Report every line of the data where the string "bind" appears.
[[ Information given open ]]
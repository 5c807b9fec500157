mod aggregator;
mod api;
mod auth;
mod cache;
mod config;
mod db;
mod devices;
mod error;
mod mac;
mod radius;
mod ws;

use anyhow::Result;
use axum::{
    middleware,
    routing::{delete, get, post, put},
    Router,
};
use sqlx::SqlitePool;
use std::path::Path;
use std::sync::Arc;
use tokio::sync::broadcast;
use tower_http::{
    cors::{Any, CorsLayer},
    services::{ServeDir, ServeFile},
    trace::TraceLayer,
};
use tracing_subscriber::{layer::SubscriberExt, util::SubscriberInitExt};

use crate::auth::JwtService;
use crate::cache::{MemoryStatsCache, StatsCache};
use crate::config::Config;
use crate::radius::locks::MacLocks;
use crate::ws::LiveEvent;

// ─── App State ───────────────────────────────────────────────────────────────

pub struct AppState {
    pub pool: SqlitePool,
    pub config: Config,
    pub jwt: JwtService,
    pub stats_cache: Arc<dyn StatsCache>,
    pub mac_locks: Arc<MacLocks>,
    pub event_tx: broadcast::Sender<LiveEvent>,
}

impl AppState {
    pub fn new(pool: SqlitePool, config: Config) -> Self {
        let (event_tx, _) = broadcast::channel::<LiveEvent>(256);
        AppState {
            pool,
            jwt: JwtService::new(&config.jwt_secret, config.jwt_expiry_secs),
            stats_cache: Arc::new(MemoryStatsCache::new()),
            mac_locks: Arc::new(MacLocks::new()),
            event_tx,
            config,
        }
    }
}

// ─── Main ─────────────────────────────────────────────────────────────────────

#[tokio::main]
async fn main() -> Result<()> {
    // Logging
    tracing_subscriber::registry()
        .with(
            tracing_subscriber::EnvFilter::try_from_default_env()
                .unwrap_or_else(|_| "radius_admin=debug,tower_http=info".into()),
        )
        .with(tracing_subscriber::fmt::layer())
        .init();

    tracing::info!("=== WIFI Admin Portal starting ===");

    let config = Config::from_env();

    // Database
    let pool = db::init_pool(&config.database_url).await?;
    tracing::info!("Database ready");

    auth::ensure_bootstrap_admin(&pool, config.bootstrap_admin.as_ref()).await?;
    tracing::info!("SSID match mode: {:?}", config.ssid_match_mode);

    let port = config.port;
    let state = Arc::new(AppState::new(pool, config));

    let app = build_router(state);

    let addr = format!("0.0.0.0:{}", port);
    let listener = tokio::net::TcpListener::bind(&addr).await?;
    tracing::info!("Server listening on http://{}", addr);

    axum::serve(listener, app).await?;
    Ok(())
}

fn build_router(state: Arc<AppState>) -> Router {
    let cors = CorsLayer::new()
        .allow_origin(Any)
        .allow_methods(Any)
        .allow_headers(Any);

    let public = Router::new()
        .route("/api/health", get(api::health))
        .route("/api/auth/login", post(api::auth::login))
        // WebSocket (authenticates from the query string)
        .route("/ws", get(api::ws_handler::ws_handler));

    let protected = Router::new()
        // Portal admins
        .route("/api/users", get(api::users::list_users))
        .route("/api/users", post(api::users::create_user))
        .route("/api/users/:id", delete(api::users::delete_user))
        .route("/api/users/:id/password", put(api::users::change_password))
        // Devices
        .route("/api/devices", get(api::devices::list_devices))
        .route("/api/devices", post(api::devices::add_device))
        .route("/api/devices/ssids", get(api::devices::list_ssids))
        .route("/api/devices/bulk", post(api::devices::bulk_add))
        .route("/api/devices/bulk", delete(api::devices::bulk_delete))
        .route("/api/devices/bulk/status", put(api::devices::bulk_status))
        .route("/api/devices/bulk/group", put(api::devices::bulk_group))
        .route("/api/devices/:id", put(api::devices::update_device))
        .route("/api/devices/:id", delete(api::devices::delete_device))
        .route("/api/devices/:id/status", put(api::devices::set_status))
        .route("/api/devices/:id/policy", get(api::devices::device_policy))
        // Access points
        .route("/api/access-points", get(api::access_points::list_access_points))
        .route("/api/access-points", post(api::access_points::add_access_point))
        .route("/api/access-points/:id", put(api::access_points::update_access_point))
        .route("/api/access-points/:id", delete(api::access_points::delete_access_point))
        // Dashboard
        .route("/api/dashboard/stats", get(api::dashboard::stats))
        .route("/api/dashboard/status", get(api::dashboard::status))
        .route("/api/dashboard/online-users", get(api::dashboard::online_users))
        .route_layer(middleware::from_fn_with_state(state.clone(), auth::require_auth));

    // Serve static frontend (production)
    let frontend = Path::new(&state.config.frontend_dir);
    let spa = ServeDir::new(frontend).not_found_service(ServeFile::new(frontend.join("index.html")));

    Router::new()
        .merge(public)
        .merge(protected)
        .fallback_service(spa)
        .layer(cors)
        .layer(TraceLayer::new_for_http())
        .with_state(state)
}

#[cfg(test)]
pub async fn test_state_with(config: Config) -> Arc<AppState> {
    Arc::new(AppState::new(db::test_pool().await, config))
}

#[cfg(test)]
pub async fn test_state() -> Arc<AppState> {
    test_state_with(Config::for_tests()).await
}
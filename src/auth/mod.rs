//! Admin authentication: bcrypt password hashes and HS256 bearer tokens.

use axum::{
    extract::{Request, State},
    middleware::Next,
    response::Response,
};
use jsonwebtoken::{DecodingKey, EncodingKey, Header, Validation};
use serde::{Deserialize, Serialize};
use sqlx::SqlitePool;
use std::sync::Arc;

use crate::{db::queries, error::AppError, AppState};

const BCRYPT_COST: u32 = 10;

/// Token payload
#[derive(Debug, Clone, Serialize, Deserialize)]
pub struct Claims {
    /// Admin id
    pub sub: String,
    pub username: String,
    pub iat: i64,
    pub exp: i64,
}

impl Claims {
    pub fn admin_id(&self) -> Option<i64> {
        self.sub.parse().ok()
    }
}

#[derive(Clone)]
pub struct JwtService {
    encoding_key: EncodingKey,
    decoding_key: DecodingKey,
    validation: Validation,
    expire_secs: i64,
}

impl JwtService {
    pub fn new(secret: &str, expire_secs: i64) -> Self {
        Self {
            encoding_key: EncodingKey::from_secret(secret.as_bytes()),
            decoding_key: DecodingKey::from_secret(secret.as_bytes()),
            validation: Validation::default(),
            expire_secs,
        }
    }

    pub fn issue(&self, admin_id: i64, username: &str) -> Result<String, jsonwebtoken::errors::Error> {
        let now = chrono::Utc::now().timestamp();
        let claims = Claims {
            sub: admin_id.to_string(),
            username: username.to_string(),
            iat: now,
            exp: now + self.expire_secs,
        };
        jsonwebtoken::encode(&Header::default(), &claims, &self.encoding_key)
    }

    pub fn verify(&self, token: &str) -> Result<Claims, jsonwebtoken::errors::Error> {
        jsonwebtoken::decode::<Claims>(token, &self.decoding_key, &self.validation).map(|data| data.claims)
    }
}

// ─── Passwords ────────────────────────────────────────────────────────────────

/// Hashing runs on the blocking pool
pub async fn hash_password(password: String) -> anyhow::Result<String> {
    let hash = tokio::task::spawn_blocking(move || bcrypt::hash(password, BCRYPT_COST)).await??;
    Ok(hash)
}

pub async fn verify_password(password: String, hash: String) -> bool {
    tokio::task::spawn_blocking(move || bcrypt::verify(password, &hash).unwrap_or(false))
        .await
        .unwrap_or(false)
}

/// Create the configured admin when the table is empty
pub async fn ensure_bootstrap_admin(pool: &SqlitePool, admin: Option<&(String, String)>) -> anyhow::Result<()> {
    if queries::count_admins(pool).await? > 0 {
        return Ok(());
    }
    match admin {
        Some((username, password)) => {
            let hash = hash_password(password.clone()).await?;
            queries::insert_admin(pool, username, &hash).await?;
            tracing::info!("Created bootstrap admin '{}'", username);
        }
        None => {
            tracing::warn!("No portal admins exist; set ADMIN_USERNAME and ADMIN_PASSWORD to create one");
        }
    }
    Ok(())
}

// ─── Middleware ───────────────────────────────────────────────────────────────

/// Require `Authorization: Bearer <token>` and expose the claims to handlers
pub async fn require_auth(
    State(state): State<Arc<AppState>>,
    mut request: Request,
    next: Next,
) -> Result<Response, AppError> {
    let token = request
        .headers()
        .get(axum::http::header::AUTHORIZATION)
        .and_then(|v| v.to_str().ok())
        .and_then(|v| v.strip_prefix("Bearer "))
        .ok_or_else(|| AppError::Unauthorized("Missing authorization token".into()))?;

    let claims = state.jwt.verify(token).map_err(|e| {
        tracing::debug!("Rejected token: {}", e);
        AppError::Unauthorized("Invalid or expired token".into())
    })?;

    request.extensions_mut().insert(claims);
    Ok(next.run(request).await)
}
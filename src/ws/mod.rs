use serde::{Deserialize, Serialize};

use crate::db::models::{AccessPoint, ManagedDevice};

/// Events pushed to connected dashboards so their tables refresh
#[derive(Debug, Clone, Serialize, Deserialize)]
#[serde(tag = "type", rename_all = "snake_case")]
pub enum LiveEvent {
    /// A device was created or its state/policy changed
    DeviceChanged { device: ManagedDevice },
    /// Devices (and their RADIUS rules) were deleted
    DevicesRemoved { ids: Vec<i64> },
    /// An access point was registered, by an operator or from accounting traffic
    AccessPointRegistered {
        access_point: AccessPoint,
        auto: bool,
    },
    AccessPointRemoved { id: i64 },
    /// The client fell behind and missed events; it should refetch everything
    Resync { skipped: u64 },
}

#[cfg(test)]
mod tests {
    use super::*;
    use serde_json::json;

    #[test]
    fn events_are_tagged_by_type() {
        let removed = serde_json::to_value(LiveEvent::DevicesRemoved { ids: vec![3, 7] }).unwrap();
        assert_eq!(removed, json!({ "type": "devices_removed", "ids": [3, 7] }));

        let resync = serde_json::to_value(LiveEvent::Resync { skipped: 12 }).unwrap();
        assert_eq!(resync, json!({ "type": "resync", "skipped": 12 }));

        let parsed: LiveEvent =
            serde_json::from_value(json!({ "type": "access_point_removed", "id": 4 })).unwrap();
        assert!(matches!(parsed, LiveEvent::AccessPointRemoved { id: 4 }));
    }
}
//! Per-AP client counts from live accounting data.
//!
//! `radacct.calledstationid` is `AP_MAC:SSID` (or just `AP_MAC`). Sessions are
//! keyed by the stripped hex form of the AP MAC, summed across every SSID the
//! AP broadcasts, then matched against the registered access points. APs seen
//! only in traffic are registered as "Unknown AP".

use anyhow::Result;
use sqlx::SqlitePool;
use std::collections::HashMap;
use tokio::sync::broadcast;

use crate::db::models::{AccessPoint, AccessPointLoad, StationSessionCount};
use crate::db::queries;
use crate::mac;
use crate::ws::LiveEvent;

pub const UNKNOWN_AP_NAME: &str = "Unknown AP";

/// Hex digits of the AP part of a station id; may be short or empty
pub fn station_ap_key(called_station_id: &str) -> String {
    let prefix = called_station_id.split(':').next().unwrap_or_default();
    mac::strip_to_hex(prefix)
}

/// Active session count per AP key, in first-seen order
#[derive(Debug, Default)]
pub struct SessionTally {
    order: Vec<String>,
    counts: HashMap<String, i64>,
}

impl SessionTally {
    pub fn from_stations(rows: &[StationSessionCount]) -> Self {
        let mut tally = SessionTally::default();
        for row in rows {
            let key = station_ap_key(&row.calledstationid);
            if key.is_empty() {
                tracing::debug!(station = %row.calledstationid, "no AP MAC in station id, skipped");
                continue;
            }
            tally.add(key, row.sessions);
        }
        tally
    }

    fn add(&mut self, key: String, sessions: i64) {
        match self.counts.get_mut(&key) {
            Some(count) => *count += sessions,
            None => {
                self.order.push(key.clone());
                self.counts.insert(key, sessions);
            }
        }
    }

    pub fn count_for(&self, key: &str) -> i64 {
        self.counts.get(key).copied().unwrap_or(0)
    }

    /// Keys in first-seen order with their totals
    pub fn iter(&self) -> impl Iterator<Item = (&str, i64)> {
        self.order.iter().map(|k| (k.as_str(), self.counts[k]))
    }
}

/// Pure merge step: registered APs with their counts, plus the keys that
/// matched no registered AP (in encounter order).
pub fn merge(registered: Vec<AccessPoint>, tally: &SessionTally) -> (Vec<AccessPointLoad>, Vec<(String, i64)>) {
    let mut known = std::collections::HashSet::new();
    let loads = registered
        .into_iter()
        .map(|ap| {
            let key = mac::strip_to_hex(&ap.mac_address);
            let active_clients = tally.count_for(&key);
            known.insert(key);
            AccessPointLoad { access_point: ap, active_clients }
        })
        .collect();

    let unknown = tally
        .iter()
        .filter(|(key, _)| !known.contains(*key))
        .map(|(key, count)| (key.to_string(), count))
        .collect();

    (loads, unknown)
}

/// Every registered AP with its active client count, followed by APs first
/// seen in accounting data (which get registered on the way).
pub async fn access_point_loads(
    pool: &SqlitePool,
    events: &broadcast::Sender<LiveEvent>,
) -> Result<Vec<AccessPointLoad>> {
    let registered = queries::list_access_points(pool).await?;
    let stations = queries::active_sessions_by_station(pool).await?;
    let tally = SessionTally::from_stations(&stations);

    let (mut loads, unknown) = merge(registered, &tally);

    for (key, count) in unknown {
        let Some(canonical) = mac::from_hex(&key) else {
            tracing::debug!(ap_key = %key, "malformed AP MAC in accounting data, not registered");
            continue;
        };
        match register_unknown(pool, &canonical, events).await {
            Ok(Some(access_point)) => loads.push(AccessPointLoad {
                access_point,
                active_clients: count,
            }),
            Ok(None) => {}
            Err(e) => tracing::warn!("Failed to auto-register AP {}: {}", canonical, e),
        }
    }

    Ok(loads)
}

/// Register an AP first seen in traffic. A concurrent registration of the
/// same MAC is not an error: the stored row is returned instead.
async fn register_unknown(
    pool: &SqlitePool,
    mac: &str,
    events: &broadcast::Sender<LiveEvent>,
) -> Result<Option<AccessPoint>> {
    let created = queries::insert_access_point_if_absent(pool, mac, UNKNOWN_AP_NAME, "").await?;
    let stored = queries::get_access_point_by_mac(pool, mac).await?;

    if created {
        if let Some(ap) = &stored {
            tracing::info!("Auto-registered access point {} from accounting data", mac);
            let _ = events.send(LiveEvent::AccessPointRegistered {
                access_point: ap.clone(),
                auto: true,
            });
        }
    }
    Ok(stored)
}

/// Active session count per AP name, busiest first. Sessions on unregistered
/// or malformed AP MACs fall under "Unknown AP".
pub fn distribution_by_name(registered: &[AccessPoint], tally: &SessionTally) -> Vec<(String, i64)> {
    let names: HashMap<String, &str> = registered
        .iter()
        .map(|ap| (mac::strip_to_hex(&ap.mac_address), ap.name.as_str()))
        .collect();

    let mut order: Vec<String> = Vec::new();
    let mut totals: HashMap<String, i64> = HashMap::new();
    for (key, count) in tally.iter() {
        let name = names.get(key).copied().unwrap_or(UNKNOWN_AP_NAME).to_string();
        if !totals.contains_key(&name) {
            order.push(name.clone());
        }
        *totals.entry(name).or_insert(0) += count;
    }

    let mut dist: Vec<(String, i64)> = order
        .into_iter()
        .map(|name| {
            let count = totals[&name];
            (name, count)
        })
        .collect();
    // stable: ties keep first-seen order
    dist.sort_by(|a, b| b.1.cmp(&a.1));
    dist
}

#[cfg(test)]
mod tests {
    use super::*;
    use crate::db::test_pool;

    fn station(id: &str, sessions: i64) -> StationSessionCount {
        StationSessionCount {
            calledstationid: id.into(),
            sessions,
        }
    }

    async fn add_session(pool: &SqlitePool, called: &str, active: bool) {
        sqlx::query(
            "INSERT INTO radacct (username, calledstationid, callingstationid, acctstoptime)
             VALUES ('u', ?, '00-00-00-00-00-01', ?)",
        )
        .bind(called)
        .bind(if active { None } else { Some("2024-01-01 00:00:00") })
        .execute(pool)
        .await
        .unwrap();
    }

    #[test]
    fn ap_key_strips_separators_and_ssid() {
        assert_eq!(station_ap_key("aa-bb-cc-dd-ee-ff:Staff"), "AABBCCDDEEFF");
        assert_eq!(station_ap_key("AABBCCDDEEFF"), "AABBCCDDEEFF");
        assert_eq!(station_ap_key("AA-BB:Guest"), "AABB");
        assert_eq!(station_ap_key(":Guest"), "");
    }

    #[test]
    fn tally_sums_ssids_of_the_same_ap() {
        let tally = SessionTally::from_stations(&[
            station("AA-BB-CC-DD-EE-FF:Staff", 3),
            station("11-22-33-44-55-66:Staff", 1),
            station("aa-bb-cc-dd-ee-ff:Guest", 2),
        ]);
        assert_eq!(tally.count_for("AABBCCDDEEFF"), 5);
        let keys: Vec<_> = tally.iter().map(|(k, _)| k).collect();
        assert_eq!(keys, ["AABBCCDDEEFF", "112233445566"]);
    }

    #[test]
    fn distribution_groups_unknowns() {
        let aps = vec![AccessPoint {
            id: 1,
            mac_address: "AA-BB-CC-DD-EE-FF".into(),
            name: "Lobby".into(),
            location: String::new(),
        }];
        let tally = SessionTally::from_stations(&[
            station("AA-BB-CC-DD-EE-FF:Staff", 1),
            station("11-22-33-44-55-66:Staff", 2),
            station("BAD:Staff", 1),
        ]);
        assert_eq!(
            distribution_by_name(&aps, &tally),
            vec![("Unknown AP".to_string(), 3), ("Lobby".to_string(), 1)]
        );
    }

    #[tokio::test]
    async fn registered_ap_counts_sessions_across_ssids() {
        let pool = test_pool().await;
        let (tx, _) = broadcast::channel(8);
        queries::insert_access_point(&pool, "AA-BB-CC-DD-EE-FF", "Lobby", "1F").await.unwrap();
        queries::insert_access_point(&pool, "00-00-00-00-00-AA", "Attic", "").await.unwrap();
        add_session(&pool, "AA-BB-CC-DD-EE-FF:Staff", true).await;
        add_session(&pool, "AA-BB-CC-DD-EE-FF:Guest", true).await;
        add_session(&pool, "AA-BB-CC-DD-EE-FF:Guest", false).await;

        let loads = access_point_loads(&pool, &tx).await.unwrap();
        assert_eq!(loads.len(), 2);
        let lobby = loads.iter().find(|l| l.access_point.name == "Lobby").unwrap();
        assert_eq!(lobby.active_clients, 2);
        let attic = loads.iter().find(|l| l.access_point.name == "Attic").unwrap();
        assert_eq!(attic.active_clients, 0);
    }

    #[tokio::test]
    async fn unknown_ap_is_registered_once() {
        let pool = test_pool().await;
        let (tx, mut rx) = broadcast::channel(8);
        add_session(&pool, "11-22-33-44-55-66:Staff", true).await;
        add_session(&pool, "112233445566", true).await;

        let first = access_point_loads(&pool, &tx).await.unwrap();
        assert_eq!(first.len(), 1);
        assert_eq!(first[0].access_point.name, UNKNOWN_AP_NAME);
        assert_eq!(first[0].access_point.mac_address, "11-22-33-44-55-66");
        assert_eq!(first[0].active_clients, 2);
        assert!(matches!(rx.try_recv(), Ok(LiveEvent::AccessPointRegistered { auto: true, .. })));

        let second = access_point_loads(&pool, &tx).await.unwrap();
        assert_eq!(second.len(), 1);
        assert_eq!(second[0].access_point.id, first[0].access_point.id);
        assert_eq!(queries::list_access_points(&pool).await.unwrap().len(), 1);
        assert!(rx.try_recv().is_err());
    }

    #[tokio::test]
    async fn malformed_and_inactive_stations_register_nothing() {
        let pool = test_pool().await;
        let (tx, _) = broadcast::channel(8);
        add_session(&pool, "AB-CD:Staff", true).await;
        add_session(&pool, "99-99-99-99-99-99:Staff", false).await;

        let loads = access_point_loads(&pool, &tx).await.unwrap();
        assert!(loads.is_empty());
        assert!(queries::list_access_points(&pool).await.unwrap().is_empty());
    }
}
[[ Information given closed ]]
Response box:
    let listener = tokio::net::TcpListener::bind(&addr).await?;
        .bind(called)
        .bind(if active { None } else { Some("2024-01-01 00:00:00") })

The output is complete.